START RECORD EXTRACTS

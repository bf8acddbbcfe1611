//! Wires the data-model traits (`RoundTripClient`, `OutputSink`,
//! `ToolRegistry`, `ConversationStore`) and the orchestration layer
//! (`OrchestrationContext`, `BatchExecutor`, `IterativeLoop`) together
//! into a single user-turn entry point.

use ralph_core::{ConversationStore, OutputSink, RoundTripClient, ToolExecCtx, ToolRegistry};
use ralph_orchestrator::{BatchExecutor, EndReason, IterativeLoop, OrchestrationContext};
use ralph_policy::ApprovalConfig;
use ralph_subagent::SubagentManager;

/// Runs one user turn to completion: appends `user_text`, drives the
/// iterative loop, and returns why it stopped.
///
/// `subagents` is `None` when this process must not spawn further
/// subagents (because it is itself one — `tool_ctx.is_subagent` carries
/// the same fact into tool dispatch).
#[allow(clippy::too_many_arguments)]
pub fn run_turn(
    user_text: &str,
    store: &mut dyn ConversationStore,
    client: &dyn RoundTripClient,
    sink: &dyn OutputSink,
    approval: &ApprovalConfig,
    registry: &(dyn ToolRegistry + Sync),
    subagents: Option<&SubagentManager>,
    tool_ctx: ToolExecCtx,
) -> EndReason {
    let context = OrchestrationContext::new();
    let executor = BatchExecutor::new(approval, registry, &context, subagents, tool_ctx);
    let iterative_loop = IterativeLoop::new(client, sink, &executor, &context);

    store.append_user(user_text);
    iterative_loop.run(store)
}

/// The text of the last `Assistant` message in `store`, used as a
/// subagent's final result (spec.md §6: "stdout of the subagent is its
/// final result").
pub fn last_assistant_text(store: &dyn ConversationStore) -> Option<String> {
    store
        .messages()
        .iter()
        .rev()
        .find(|m| m.role == ralph_core::Role::Assistant)
        .map(|m| m.content.clone())
        .filter(|text| !text.is_empty())
}
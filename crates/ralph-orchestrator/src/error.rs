use thiserror::Error;

/// Failures surfaced by the orchestration layer itself (spec.md §7's
/// "Orchestration"/"Safety" kinds not already owned by `ralph-policy` or
/// `ralph-subagent`).
#[derive(Debug, Error)]
pub enum OrchestratorError {
    /// The iterative loop ran `MAX_ITERATIONS` rounds without ending.
    #[error("exceeded {0} iterations for a single turn")]
    IterationLimitExceeded(u32),
    /// The LLM transport failed; the loop ends this turn but the session
    /// is left intact (spec.md §7's propagation policy).
    #[error("transport error: {0}")]
    Transport(#[from] ralph_core::TransportError),
}

impl OrchestratorError {
    /// The stable wire name for this error kind (spec.md §7).
    pub fn kind(&self) -> &'static str {
        match self {
            OrchestratorError::IterationLimitExceeded(_) => "iteration_limit_exceeded",
            OrchestratorError::Transport(e) => e.kind(),
        }
    }
}
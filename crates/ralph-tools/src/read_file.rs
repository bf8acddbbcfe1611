//! `read_file` — reads a file with line numbers (cat -n style).

use std::fmt::Write as _;

use serde_json::Value;

use crate::BuiltinTool;

/// Default maximum lines to read.
const DEFAULT_LINE_LIMIT: usize = 2000;
/// Maximum line length before truncation.
const MAX_LINE_LENGTH: usize = 2000;

/// Reads a file from the filesystem, FileRead category (spec.md §4.1).
pub struct ReadFileTool;

impl BuiltinTool for ReadFileTool {
    fn name(&self) -> &'static str {
        "read_file"
    }

    fn is_thread_safe(&self) -> bool {
        true
    }

    fn run(&self, arguments: &Value) -> Result<String, String> {
        let path = arguments
            .get("path")
            .and_then(Value::as_str)
            .ok_or("path is required")?;

        let offset = arguments.get("offset").and_then(Value::as_u64).map(|v| v as usize);
        let limit = arguments
            .get("limit")
            .and_then(Value::as_u64)
            .map_or(DEFAULT_LINE_LIMIT, |v| v as usize);

        let path = std::path::Path::new(path);
        if !path.exists() {
            return Err(format!("{}: no such file", path.display()));
        }

        let raw = std::fs::read(path).map_err(|e| e.to_string())?;
        let check_len = raw.len().min(8192);
        if raw[..check_len].contains(&0) {
            return Err(format!("{}: appears to be a binary file", path.display()));
        }

        let content = String::from_utf8(raw).map_err(|_| format!("{}: not valid UTF-8", path.display()))?;
        let lines: Vec<&str> = content.lines().collect();
        let total_lines = lines.len();

        let start = offset.map_or(0, |o| o.saturating_sub(1));
        let end = start.saturating_add(limit).min(total_lines);

        if start >= total_lines {
            return Ok(format!("(file has {total_lines} lines, offset {start} is past end)"));
        }

        let mut output = String::new();
        for (idx, &line) in lines[start..end].iter().enumerate() {
            let line_num = start + idx + 1;
            let display_line = if line.len() > MAX_LINE_LENGTH { &line[..MAX_LINE_LENGTH] } else { line };
            let _ = writeln!(output, "{line_num:>6}\t{display_line}");
        }

        if end < total_lines {
            let _ = write!(
                output,
                "\n(showing lines {}-{end} of {total_lines}; use offset/limit for more)",
                start + 1,
            );
        }

        Ok(output)
    }
}

#[cfg(test)]
mod tests {
    use super::*;
    use std::io::Write as _;
    use tempfile::NamedTempFile;

    #[test]
    fn reads_lines_with_cat_n_numbering() {
        let mut f = NamedTempFile::new().unwrap();
        writeln!(f, "line one").unwrap();
        writeln!(f, "line two").unwrap();
        writeln!(f, "line three").unwrap();

        let result = ReadFileTool
            .run(&serde_json::json!({"path": f.path().to_str().unwrap()}))
            .unwrap();

        assert!(result.contains("line one"));
        assert!(result.contains("     1\t"));
        assert!(result.contains("     3\t"));
    }

    #[test]
    fn missing_file_fails() {
        let result = ReadFileTool.run(&serde_json::json!({"path": "/nonexistent/path/ralph_test.txt"}));
        assert!(result.is_err());
    }

    #[test]
    fn honors_offset_and_limit() {
        let mut f = NamedTempFile::new().unwrap();
        for i in 1..=20 {
            writeln!(f, "line {i}").unwrap();
        }

        let result = ReadFileTool
            .run(&serde_json::json!({"path": f.path().to_str().unwrap(), "offset": 5, "limit": 3}))
            .unwrap();

        assert!(result.contains("line 5"));
        assert!(result.contains("line 7"));
        assert!(!result.contains("line 8"));
    }

    #[test]
    fn rejects_binary_files() {
        let mut f = NamedTempFile::new().unwrap();
        f.write_all(&[0x00, 0x01, 0x02, 0xFF]).unwrap();

        let err = ReadFileTool.run(&serde_json::json!({"path": f.path().to_str().unwrap()})).unwrap_err();
        assert!(err.contains("binary file"));
    }

    #[test]
    fn missing_path_argument_fails() {
        assert!(ReadFileTool.run(&serde_json::json!({})).is_err());
    }
}
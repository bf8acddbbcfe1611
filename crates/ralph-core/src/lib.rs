#![deny(unsafe_code)]
#![warn(missing_docs)]
#![warn(unreachable_pub)]
//! Data model and collaborator traits for the ralph agent execution engine.
//!
//! This crate defines the wire-level types (`ToolCall`, `ToolResult`,
//! `ParsedResponse`, `Message`), the interrupt flag shared across the
//! process, the IPC frame format used to proxy approval prompts out of a
//! subagent, and the traits the core consumes from out-of-scope
//! collaborators (LLM transport, terminal UI, tool implementations,
//! conversation persistence). Nothing in this crate executes a tool call
//! or makes a policy decision — see `ralph-policy`, `ralph-subagent`, and
//! `ralph-orchestrator` for that.

mod budget;
mod error;
mod interrupt;
mod ipc;
mod message;
mod response;
mod tool;
mod traits;

pub use budget::{BudgetOutcome, BudgetStatus};
pub use error::RuntimeError;
pub use interrupt::{clear_interrupt, install_sigint_handler, interrupt_flag, InterruptFlag};
pub use ipc::{read_frame, write_frame, ApprovalOutcome, ApprovalRequestFrame, ApprovalResponseFrame, FrameError};
pub use message::{Message, Role};
pub use response::ParsedResponse;
pub use tool::{ToolCall, ToolResult};
pub use traits::{ConversationStore, LoopState, OutputSink, RoundTripClient, ToolExecCtx, ToolRegistry, TransportError};
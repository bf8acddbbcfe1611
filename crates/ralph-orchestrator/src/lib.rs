#![deny(unsafe_code)]
#![warn(missing_docs)]
#![warn(unreachable_pub)]
//! Orchestration context, batch executor, and iterative loop: the
//! top-level control flow of the ralph agent execution engine.
//!
//! This crate owns none of the out-of-scope collaborators (LLM
//! transport, UI, tool implementations, conversation persistence) —
//! those are consumed through the traits `ralph-core` defines. It ties
//! `ralph-policy`'s approval decisions and `ralph-subagent`'s process
//! supervision into one session-lifetime control loop.

mod batch;
mod context;
mod error;
mod loop_;

pub use batch::{BatchExecutor, BatchOutcome};
pub use context::OrchestrationContext;
pub use error::OrchestratorError;
pub use loop_::{EndReason, IterativeLoop, MAX_ITERATIONS};
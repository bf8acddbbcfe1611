use std::fs::{File, OpenOptions};
use std::os::unix::fs::{MetadataExt, OpenOptionsExt};
use std::path::{Path, PathBuf};

use crate::error::VerifyError;

const O_NOFOLLOW: i32 = libc::O_NOFOLLOW;

/// A path snapshot captured at approval time, re-verified atomically at
/// open time to close the TOCTOU window between "the user approved this
/// write" and "the write actually happens" (spec.md §3, §4.1).
#[derive(Debug, Clone)]
pub struct ApprovedPath {
    /// The path as the user/tool originally specified it.
    pub user_path: PathBuf,
    /// The canonicalized path at approval time.
    pub resolved_path: PathBuf,
    /// Device of the target file, if it existed at approval time.
    pub device: u64,
    /// Inode of the target file, if it existed at approval time.
    pub inode: u64,
    /// Device of the parent directory at approval time.
    pub parent_device: u64,
    /// Inode of the parent directory at approval time.
    pub parent_inode: u64,
    /// Whether the target existed at approval time.
    pub existed: bool,
    /// The resolved parent directory path.
    pub resolved_parent_path: PathBuf,
}

impl ApprovedPath {
    /// Captures a snapshot of `path` right now, to be re-verified later
    /// by `verify_and_open`. Returns `None` if the parent directory
    /// cannot be stat'd at all (a genuinely unusable path).
    pub fn capture(path: &Path) -> Option<Self> {
        let resolved_path = path.to_path_buf();
        let parent = resolved_path.parent().unwrap_or_else(|| Path::new("."));
        let parent_meta = std::fs::symlink_metadata(parent).ok()?;

        let (device, inode, existed) = match std::fs::symlink_metadata(&resolved_path) {
            Ok(meta) => (meta.dev(), meta.ino(), true),
            Err(_) => (0, 0, false),
        };

        Some(Self {
            user_path: path.to_path_buf(),
            resolved_path,
            device,
            inode,
            parent_device: parent_meta.dev(),
            parent_inode: parent_meta.ino(),
            existed,
            resolved_parent_path: parent.to_path_buf(),
        })
    }
}

/// Atomically re-checks and opens an approved path. For an existing file,
/// opens with `O_NOFOLLOW`, fstat's the result, and fails with
/// `InodeMismatch` unless `(device, inode)` equals the approved tuple.
/// For a new file, opens the parent directory with `O_NOFOLLOW`, verifies
/// the parent `(device, inode)`, then creates the file exclusively
/// (spec.md §4.1).
pub fn verify_and_open(approved: &ApprovedPath, write: bool) -> Result<File, VerifyError> {
    if approved.existed {
        verify_and_open_existing(approved)
    } else {
        verify_and_create_new(approved, write)
    }
}

fn verify_and_open_existing(approved: &ApprovedPath) -> Result<File, VerifyError> {
    let file = OpenOptions::new()
        .read(true)
        .write(true)
        .custom_flags(O_NOFOLLOW)
        .open(&approved.resolved_path)
        .map_err(|e| {
            if e.kind() == std::io::ErrorKind::NotFound {
                VerifyError::Deleted
            } else if is_symlink_errno(&e) {
                VerifyError::Symlink
            } else {
                VerifyError::Open(e.to_string())
            }
        })?;

    let meta = file.metadata().map_err(|e| VerifyError::Stat(e.to_string()))?;
    if meta.dev() != approved.device || meta.ino() != approved.inode {
        return Err(VerifyError::InodeMismatch);
    }
    Ok(file)
}

fn verify_and_create_new(approved: &ApprovedPath, write: bool) -> Result<File, VerifyError> {
    let parent_file = OpenOptions::new()
        .read(true)
        .custom_flags(O_NOFOLLOW)
        .open(&approved.resolved_parent_path)
        .map_err(|e| VerifyError::Open(e.to_string()))?;
    let parent_meta = parent_file
        .metadata()
        .map_err(|e| VerifyError::Stat(e.to_string()))?;
    if parent_meta.dev() != approved.parent_device || parent_meta.ino() != approved.parent_inode {
        return Err(VerifyError::ParentChanged);
    }

    let mut opts = OpenOptions::new();
    opts.read(true).create_new(true).custom_flags(O_NOFOLLOW);
    if write {
        opts.write(true);
    }
    opts.open(&approved.resolved_path).map_err(|e| {
        if e.kind() == std::io::ErrorKind::AlreadyExists {
            VerifyError::AlreadyExists
        } else {
            VerifyError::Create(e.to_string())
        }
    })
}

fn is_symlink_errno(e: &std::io::Error) -> bool {
    // ELOOP is what O_NOFOLLOW produces when the final component is a
    // symlink on Linux.
    e.raw_os_error() == Some(libc::ELOOP)
}

#[cfg(test)]
mod tests {
    use super::*;
    use std::fs;
    use std::os::unix::fs::symlink;

    #[test]
    fn opens_unmodified_existing_file() {
        let dir = tempfile::tempdir().unwrap();
        let path = dir.path().join("a.txt");
        fs::write(&path, b"hello").unwrap();
        let approved = ApprovedPath::capture(&path).unwrap();
        assert!(verify_and_open(&approved, true).is_ok());
    }

    #[test]
    fn rejects_inode_swap() {
        let dir = tempfile::tempdir().unwrap();
        let path = dir.path().join("a.txt");
        fs::write(&path, b"hello").unwrap();
        let approved = ApprovedPath::capture(&path).unwrap();

        fs::remove_file(&path).unwrap();
        fs::write(&path, b"different inode now").unwrap();

        let err = verify_and_open(&approved, true).unwrap_err();
        assert_eq!(err, VerifyError::InodeMismatch);
    }

    #[test]
    fn rejects_symlink_swap() {
        let dir = tempfile::tempdir().unwrap();
        let real = dir.path().join("real.txt");
        fs::write(&real, b"hello").unwrap();
        let path = dir.path().join("a.txt");
        fs::write(&path, b"hello").unwrap();
        let approved = ApprovedPath::capture(&path).unwrap();

        fs::remove_file(&path).unwrap();
        symlink(&real, &path).unwrap();

        let err = verify_and_open(&approved, true).unwrap_err();
        assert_eq!(err, VerifyError::Symlink);
    }

    #[test]
    fn creates_new_file_after_verifying_parent() {
        let dir = tempfile::tempdir().unwrap();
        let path = dir.path().join("new.txt");
        let approved = ApprovedPath::capture(&path).unwrap();
        assert!(!approved.existed);
        assert!(verify_and_open(&approved, true).is_ok());
    }

    #[test]
    fn rejects_already_exists_on_create_race() {
        let dir = tempfile::tempdir().unwrap();
        let path = dir.path().join("new.txt");
        let approved = ApprovedPath::capture(&path).unwrap();
        fs::write(&path, b"raced").unwrap();
        let err = verify_and_open(&approved, true).unwrap_err();
        assert_eq!(err, VerifyError::AlreadyExists);
    }
}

END RECORD EXTRACTS

**AIM OF THE TASK:**
Look through the records and gather every line containing "collaborators".

**RESPONSE TO THIS TASK:**
//! collaborators (LLM transport, terminal UI, tool implementations,
//! This crate owns none of the out-of-scope collaborators (LLM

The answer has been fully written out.